The safety, with its two equal-sized wheels and inflated rubber tires, not only provided a smoother ride but was easier to mount, making it accessible to women in dresses, who dubbed it the “freedom machine.”

Petaluma’s first safety bicycles went on sale in 1892 at Joe Steiger’s Gunsmith Shop on Main Street, across from current day Putnam Plaza. The following year, a group of young men led by Frank Lippitt formed a local chapter of the League of American Wheelmen called the Petaluma Wheelmen.

By 1894, the national bicycle craze was in full swing. New dealerships started popping up in hardware stores around town. Lyman Byce, the entrepreneur behind Petaluma’s booming new egg industry, opened one at his Petaluma Incubator Company across from today’s Penry Park. The bikes weren’t cheap. Byce’s popular Erie model sold for $100 ($3,150 in today’s currency).

Lyman Byce’s Petaluma Incubator Company and Eric Bicycle shop, 1896 (photo Sonoma County Library)

A popular novelty among Petaluma’s younger, middle-class set, bicycles also found early adopters among some older residents, including the city’s leading capitalist, 63-year old John A. McNear. After purchasing a bicycle from Byce, McNear was convinced by Petaluma’s “father of chickendome” to build a local velodrome for racing events. With bicycles at Byce’s incubator factory selling as fast as he could stock them, Byce assured McNear he would make his money back within a year.
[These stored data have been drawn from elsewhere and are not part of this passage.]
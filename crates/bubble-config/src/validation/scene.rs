//! Scene and window validation.

use crate::schema::BubbleConfig;

use super::helpers::{validate_color_field, validate_range, validate_range_f32};

pub(crate) fn validate_scene(errors: &mut Vec<String>, config: &BubbleConfig) {
    validate_color_field(errors, "scene.background", &config.scene.background);
    validate_range_f32(
        errors,
        "scene.image_scale",
        config.scene.image_scale,
        0.1,
        10.0,
    );
    if let Some(ref image) = config.scene.image {
        if image.trim().is_empty() {
            errors.push("scene.image must not be empty when set".into());
        }
    }
}

pub(crate) fn validate_window(errors: &mut Vec<String>, config: &BubbleConfig) {
    validate_range(errors, "window.width", config.window.width, 100, 8192);
    validate_range(errors, "window.height", config.window.height, 100, 8192);
}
In 1895, McNear converted an old baseball stadium he owned on the city’s east side (now the site of the Petaluma Public Library) into Wheelman Park. After building a quarter-mile race track with six-foot-high banked curves, he surfaced it with hard-packed decomposed granite, making it conducive to speed. He then doubled the seating capacity of the baseball bleachers to accommodate 2,500, leaving ample room for standing spectators as well as those who wished to watch from their parked carriages.

John McNear on bicycle alongside a Sonoma Express wagon of chickens (photo Petlauma Historical Library & Museum)
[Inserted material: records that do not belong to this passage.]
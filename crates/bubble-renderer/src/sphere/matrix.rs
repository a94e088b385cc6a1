//! 4×4 matrix math for MVP transforms.
//!
//! Column-major layout matching WGSL `mat4x4<f32>`. Projections target the
//! wgpu clip volume (depth in `0..1`).

/// 4×4 column-major matrix stored as `[f32; 16]`.
pub type Mat4 = [f32; 16];

/// Identity matrix.
pub const IDENTITY: Mat4 = [
    1.0, 0.0, 0.0, 0.0, // col 0
    0.0, 1.0, 0.0, 0.0, // col 1
    0.0, 0.0, 1.0, 0.0, // col 2
    0.0, 0.0, 0.0, 1.0, // col 3
];

/// Right-handed perspective projection with depth mapped to `0..1`.
///
/// `fov_y` is vertical field of view in radians.
/// `near` and `far` are the clip planes (must be > 0).
pub fn perspective(fov_y: f32, aspect: f32, near: f32, far: f32) -> Mat4 {
    let f = 1.0 / (fov_y * 0.5).tan();
    let range_inv = 1.0 / (near - far);

    [
        f / aspect,
        0.0,
        0.0,
        0.0,
        0.0,
        f,
        0.0,
        0.0,
        0.0,
        0.0,
        far * range_inv,
        -1.0,
        0.0,
        0.0,
        far * near * range_inv,
        0.0,
    ]
}

/// Rotation around the X axis.
pub fn rotate_x(angle: f32) -> Mat4 {
    let c = angle.cos();
    let s = angle.sin();
    [
        1.0, 0.0, 0.0, 0.0, 0.0, c, s, 0.0, 0.0, -s, c, 0.0, 0.0, 0.0, 0.0, 1.0,
    ]
}

/// Rotation around the Y axis.
pub fn rotate_y(angle: f32) -> Mat4 {
    let c = angle.cos();
    let s = angle.sin();
    [
        c, 0.0, -s, 0.0, 0.0, 1.0, 0.0, 0.0, s, 0.0, c, 0.0, 0.0, 0.0, 0.0, 1.0,
    ]
}

/// Rotation around the Z axis.
pub fn rotate_z(angle: f32) -> Mat4 {
    let c = angle.cos();
    let s = angle.sin();
    [
        c, s, 0.0, 0.0, -s, c, 0.0, 0.0, 0.0, 0.0, 1.0, 0.0, 0.0, 0.0, 0.0, 1.0,
    ]
}

/// Euler rotation in XYZ order: `Rx × Ry × Rz`.
pub fn euler_xyz(x: f32, y: f32, z: f32) -> Mat4 {
    mul(&mul(&rotate_x(x), &rotate_y(y)), &rotate_z(z))
}

/// Translation matrix.
pub fn translate(x: f32, y: f32, z: f32) -> Mat4 {
    [
        1.0, 0.0, 0.0, 0.0, 0.0, 1.0, 0.0, 0.0, 0.0, 0.0, 1.0, 0.0, x, y, z, 1.0,
    ]
}

/// Uniform scale matrix.
pub fn scale(s: f32) -> Mat4 {
    [
        s, 0.0, 0.0, 0.0, 0.0, s, 0.0, 0.0, 0.0, 0.0, s, 0.0, 0.0, 0.0, 0.0, 1.0,
    ]
}

/// Multiply two 4×4 column-major matrices: result = a × b.
pub fn mul(a: &Mat4, b: &Mat4) -> Mat4 {
    let mut out = [0.0f32; 16];
    for col in 0..4 {
        for row in 0..4 {
            let mut sum = 0.0;
            for k in 0..4 {
                sum += a[k * 4 + row] * b[col * 4 + k];
            }
            out[col * 4 + row] = sum;
        }
    }
    out
}

/// Transform a homogeneous point: `m × p`.
pub fn transform(m: &Mat4, p: [f32; 4]) -> [f32; 4] {
    let mut out = [0.0f32; 4];
    for (row, value) in out.iter_mut().enumerate() {
        *value = (0..4).map(|k| m[k * 4 + row] * p[k]).sum();
    }
    out
}

// =============================================================================
// Tests
// =============================================================================

#[cfg(test)]
mod tests {
    use super::*;
    use std::f32::consts::FRAC_PI_2;

    fn approx_eq(a: &[f32], b: &[f32], eps: f32) -> bool {
        a.iter().zip(b.iter()).all(|(x, y)| (x - y).abs() < eps)
    }

    #[test]
    fn identity_mul_identity() {
        let result = mul(&IDENTITY, &IDENTITY);
        assert!(approx_eq(&result, &IDENTITY, 1e-6));
    }

    #[test]
    fn translate_moves_point() {
        let t = translate(1.0, 2.0, 3.0);
        let p = transform(&t, [1.0, 1.0, 1.0, 1.0]);
        assert!(approx_eq(&p, &[2.0, 3.0, 4.0, 1.0], 1e-6));
    }

    #[test]
    fn scale_doubles_position() {
        let p = transform(&scale(2.0), [1.0, -1.0, 0.5, 1.0]);
        assert!(approx_eq(&p, &[2.0, -2.0, 1.0, 1.0], 1e-6));
    }

    #[test]
    fn rotate_x_90_maps_y_to_z() {
        let p = transform(&rotate_x(FRAC_PI_2), [0.0, 1.0, 0.0, 1.0]);
        assert!(approx_eq(&p, &[0.0, 0.0, 1.0, 1.0], 1e-5));
    }

    #[test]
    fn rotate_y_90_maps_z_to_x() {
        let p = transform(&rotate_y(FRAC_PI_2), [0.0, 0.0, 1.0, 1.0]);
        assert!(approx_eq(&p, &[1.0, 0.0, 0.0, 1.0], 1e-5));
    }

    #[test]
    fn rotate_z_90_maps_x_to_y() {
        let p = transform(&rotate_z(FRAC_PI_2), [1.0, 0.0, 0.0, 1.0]);
        assert!(approx_eq(&p, &[0.0, 1.0, 0.0, 1.0], 1e-5));
    }

    #[test]
    fn euler_applies_z_first() {
        // z then y: x-axis -> y-axis (z), y-axis stays (y rotation)
        let m = euler_xyz(0.0, FRAC_PI_2, FRAC_PI_2);
        let p = transform(&m, [1.0, 0.0, 0.0, 1.0]);
        assert!(approx_eq(&p, &[0.0, 1.0, 0.0, 1.0], 1e-5));
    }

    #[test]
    fn euler_zero_is_identity() {
        assert!(approx_eq(&euler_xyz(0.0, 0.0, 0.0), &IDENTITY, 1e-6));
    }

    #[test]
    fn perspective_maps_near_and_far_to_unit_depth() {
        let p = perspective(75f32.to_radians(), 1.6, 0.1, 1000.0);
        let near = transform(&p, [0.0, 0.0, -0.1, 1.0]);
        let far = transform(&p, [0.0, 0.0, -1000.0, 1.0]);
        assert!((near[2] / near[3]).abs() < 1e-5);
        assert!((far[2] / far[3] - 1.0).abs() < 1e-4);
    }

    #[test]
    fn perspective_basic() {
        let p = perspective(std::f32::consts::FRAC_PI_4, 16.0 / 9.0, 0.1, 100.0);
        let f = 1.0 / (std::f32::consts::FRAC_PI_4 * 0.5).tan();
        assert!((p[0] - f / (16.0 / 9.0)).abs() < 1e-5);
        assert!((p[5] - f).abs() < 1e-5);
        assert!((p[11] - (-1.0)).abs() < 1e-6);
    }
}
Shortly before the track was completed, a group of young women led by Gertrude Hopkins and Florence Mauzy formed the Mercury Cyclists, joining a number of women’s cycling clubs starting up around the country

“The bicycle,” wrote the League of American Wheelmen, “has taken those old-fashioned, slow-going notions of the gentler sex, and replaced them with a new woman, mounted on her steed of steel.”

As the Mercury Cyclists and other wheelwomen took to their steel steeds, they ran into some cultural speed bumps from conservative Victorians, who wanted to know where they were riding to.
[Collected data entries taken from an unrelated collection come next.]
//! Separable blur that turns the scene's bright pixels into glow.
//!
//! Stage `h` runs the bright-pass and blurs horizontally (scene → h);
//! stage `v` blurs vertically (h → v). The composite pass adds `v` over
//! the scene.

use super::types::{BloomSettings, BloomUniforms};

const BLOOM_FORMAT: wgpu::TextureFormat = wgpu::TextureFormat::Rgba16Float;

/// One blur direction: its pipeline, its input binding, and its output.
struct BlurStage {
    label: &'static str,
    pipeline: wgpu::RenderPipeline,
    input: wgpu::BindGroup,
    output: wgpu::TextureView,
}

impl BlurStage {
    fn record(&self, encoder: &mut wgpu::CommandEncoder) {
        let mut pass = encoder.begin_render_pass(&wgpu::RenderPassDescriptor {
            label: Some(self.label),
            color_attachments: &[Some(wgpu::RenderPassColorAttachment {
                view: &self.output,
                resolve_target: None,
                ops: wgpu::Operations {
                    load: wgpu::LoadOp::Clear(wgpu::Color::TRANSPARENT),
                    store: wgpu::StoreOp::Store,
                },
            })],
            depth_stencil_attachment: None,
            timestamp_writes: None,
            occlusion_query_set: None,
        });
        pass.set_pipeline(&self.pipeline);
        pass.set_bind_group(0, &self.input, &[]);
        pass.draw(0..3, 0..1);
    }
}

/// Shared resources every stage binds.
struct BlurInputs {
    layout: wgpu::BindGroupLayout,
    uniforms: wgpu::Buffer,
    sampler: wgpu::Sampler,
}

impl BlurInputs {
    fn new(device: &wgpu::Device) -> Self {
        let uniform_entry = wgpu::BindGroupLayoutEntry {
            binding: 0,
            visibility: wgpu::ShaderStages::FRAGMENT,
            ty: wgpu::BindingType::Buffer {
                ty: wgpu::BufferBindingType::Uniform,
                has_dynamic_offset: false,
                min_binding_size: std::num::NonZeroU64::new(
                    std::mem::size_of::<BloomUniforms>() as u64,
                ),
            },
            count: None,
        };
        let texture_entry = wgpu::BindGroupLayoutEntry {
            binding: 1,
            visibility: wgpu::ShaderStages::FRAGMENT,
            ty: wgpu::BindingType::Texture {
                sample_type: wgpu::TextureSampleType::Float { filterable: true },
                view_dimension: wgpu::TextureViewDimension::D2,
                multisampled: false,
            },
            count: None,
        };
        let sampler_entry = wgpu::BindGroupLayoutEntry {
            binding: 2,
            visibility: wgpu::ShaderStages::FRAGMENT,
            ty: wgpu::BindingType::Sampler(wgpu::SamplerBindingType::Filtering),
            count: None,
        };

        Self {
            layout: device.create_bind_group_layout(&wgpu::BindGroupLayoutDescriptor {
                label: Some("bloom bind group layout"),
                entries: &[uniform_entry, texture_entry, sampler_entry],
            }),
            uniforms: device.create_buffer(&wgpu::BufferDescriptor {
                label: Some("bloom uniforms"),
                size: std::mem::size_of::<BloomUniforms>() as u64,
                usage: wgpu::BufferUsages::UNIFORM | wgpu::BufferUsages::COPY_DST,
                mapped_at_creation: false,
            }),
            sampler: device.create_sampler(&wgpu::SamplerDescriptor {
                label: Some("bloom sampler"),
                address_mode_u: wgpu::AddressMode::ClampToEdge,
                address_mode_v: wgpu::AddressMode::ClampToEdge,
                mag_filter: wgpu::FilterMode::Linear,
                min_filter: wgpu::FilterMode::Linear,
                ..Default::default()
            }),
        }
    }

    fn bind(&self, device: &wgpu::Device, source: &wgpu::TextureView, label: &str) -> wgpu::BindGroup {
        device.create_bind_group(&wgpu::BindGroupDescriptor {
            label: Some(label),
            layout: &self.layout,
            entries: &[
                wgpu::BindGroupEntry {
                    binding: 0,
                    resource: self.uniforms.as_entire_binding(),
                },
                wgpu::BindGroupEntry {
                    binding: 1,
                    resource: wgpu::BindingResource::TextureView(source),
                },
                wgpu::BindGroupEntry {
                    binding: 2,
                    resource: wgpu::BindingResource::Sampler(&self.sampler),
                },
            ],
        })
    }
}

/// Bright-pass plus two-direction blur, sized by [`BloomSettings`].
pub struct BloomPipeline {
    inputs: BlurInputs,
    horizontal: BlurStage,
    vertical: BlurStage,
    settings: BloomSettings,
    target_size: (u32, u32),
}

impl BloomPipeline {
    /// `source_view` is the scene render; `width`/`height` are the window
    /// size the bloom target derives from.
    pub fn new(
        device: &wgpu::Device,
        source_view: &wgpu::TextureView,
        width: u32,
        height: u32,
        settings: BloomSettings,
    ) -> Self {
        let shader = device.create_shader_module(wgpu::ShaderModuleDescriptor {
            label: Some("bloom shader"),
            source: wgpu::ShaderSource::Wgsl(include_str!("../shaders/bloom.wgsl").into()),
        });
        let inputs = BlurInputs::new(device);
        let layout = device.create_pipeline_layout(&wgpu::PipelineLayoutDescriptor {
            label: Some("bloom pipeline layout"),
            bind_group_layouts: &[&inputs.layout],
            push_constant_ranges: &[],
        });

        let target_size = settings.target_size(width, height);
        let h_output = create_target(device, target_size, "bloom_h");
        let v_output = create_target(device, target_size, "bloom_v");

        let horizontal = BlurStage {
            label: "bloom h pass",
            pipeline: create_blur_pipeline(device, &layout, &shader, "fs_blur_h"),
            input: inputs.bind(device, source_view, "bloom bind group h"),
            output: h_output,
        };
        let vertical = BlurStage {
            label: "bloom v pass",
            pipeline: create_blur_pipeline(device, &layout, &shader, "fs_blur_v"),
            input: inputs.bind(device, &horizontal.output, "bloom bind group v"),
            output: v_output,
        };

        Self {
            inputs,
            horizontal,
            vertical,
            settings,
            target_size,
        }
    }

    pub fn settings(&self) -> &BloomSettings {
        &self.settings
    }

    pub fn target_size(&self) -> (u32, u32) {
        self.target_size
    }

    /// Rebind to a (possibly new) scene view and resize targets if the
    /// window or settings call for it.
    ///
    /// Returns whether the output view changed (the composite pass must
    /// rebind when it did).
    pub fn resize(
        &mut self,
        device: &wgpu::Device,
        source_view: &wgpu::TextureView,
        width: u32,
        height: u32,
    ) -> bool {
        let target_size = self.settings.target_size(width, height);
        let recreate = target_size != self.target_size;
        if recreate {
            self.horizontal.output = create_target(device, target_size, "bloom_h");
            self.vertical.output = create_target(device, target_size, "bloom_v");
            self.target_size = target_size;
            tracing::debug!(
                width = target_size.0,
                height = target_size.1,
                "bloom targets resized"
            );
        }

        self.horizontal.input = self.inputs.bind(device, source_view, "bloom bind group h");
        self.vertical.input = self
            .inputs
            .bind(device, &self.horizontal.output, "bloom bind group v");
        recreate
    }

    /// Replace the settings. Returns true when the target size changed and
    /// [`Self::resize`] must be called.
    pub fn set_settings(&mut self, settings: BloomSettings, width: u32, height: u32) -> bool {
        self.settings = settings;
        settings.target_size(width, height) != self.target_size
    }

    pub fn update_uniforms(&self, queue: &wgpu::Queue) {
        let (width, height) = self.target_size;
        let uniforms = self.settings.uniforms(width, height);
        queue.write_buffer(&self.inputs.uniforms, 0, bytemuck::bytes_of(&uniforms));
    }

    /// Record both blur stages. Does nothing while bloom is disabled.
    pub fn render(&self, encoder: &mut wgpu::CommandEncoder) {
        if !self.settings.enabled {
            return;
        }
        self.horizontal.record(encoder);
        self.vertical.record(encoder);
    }

    /// The finished glow texture.
    pub fn output_view(&self) -> &wgpu::TextureView {
        &self.vertical.output
    }
}

fn create_blur_pipeline(
    device: &wgpu::Device,
    layout: &wgpu::PipelineLayout,
    shader: &wgpu::ShaderModule,
    entry_point: &'static str,
) -> wgpu::RenderPipeline {
    device.create_render_pipeline(&wgpu::RenderPipelineDescriptor {
        label: Some(entry_point),
        layout: Some(layout),
        vertex: wgpu::VertexState {
            module: shader,
            entry_point: Some("vs_main"),
            buffers: &[],
            compilation_options: wgpu::PipelineCompilationOptions::default(),
        },
        fragment: Some(wgpu::FragmentState {
            module: shader,
            entry_point: Some(entry_point),
            targets: &[Some(wgpu::ColorTargetState {
                format: BLOOM_FORMAT,
                blend: None,
                write_mask: wgpu::ColorWrites::ALL,
            })],
            compilation_options: wgpu::PipelineCompilationOptions::default(),
        }),
        primitive: wgpu::PrimitiveState::default(),
        depth_stencil: None,
        multisample: wgpu::MultisampleState::default(),
        multiview: None,
        cache: None,
    })
}

fn create_target(device: &wgpu::Device, size: (u32, u32), label: &str) -> wgpu::TextureView {
    device
        .create_texture(&wgpu::TextureDescriptor {
            label: Some(label),
            size: wgpu::Extent3d {
                width: size.0.max(1),
                height: size.1.max(1),
                depth_or_array_layers: 1,
            },
            mip_level_count: 1,
            sample_count: 1,
            dimension: wgpu::TextureDimension::D2,
            format: BLOOM_FORMAT,
            usage: wgpu::TextureUsages::RENDER_ATTACHMENT | wgpu::TextureUsages::TEXTURE_BINDING,
            view_formats: &[],
        })
        .create_view(&wgpu::TextureViewDescriptor::default())
}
When the question was put to women’s rights activist Elizabeth Cady Stanton by American Wheelman magazine, she succinctly replied: “To suffrage.”

San Francisco’s Liberty Cycling Club, 1895 (photo California Historical Society)

Victorians believed otherwise. For them, women were stationary, and men mobile. Any female intrusion into the outdoor world of travel, athleticism, or free movement threatened their world order. The only place women were riding to, in their opinion, was heavenly disgrace and eternal destruction.

“As a chivalrous gentleman,” a newspaper article asked of Victorian men, “do you tremble at the revolution of bicycling women?”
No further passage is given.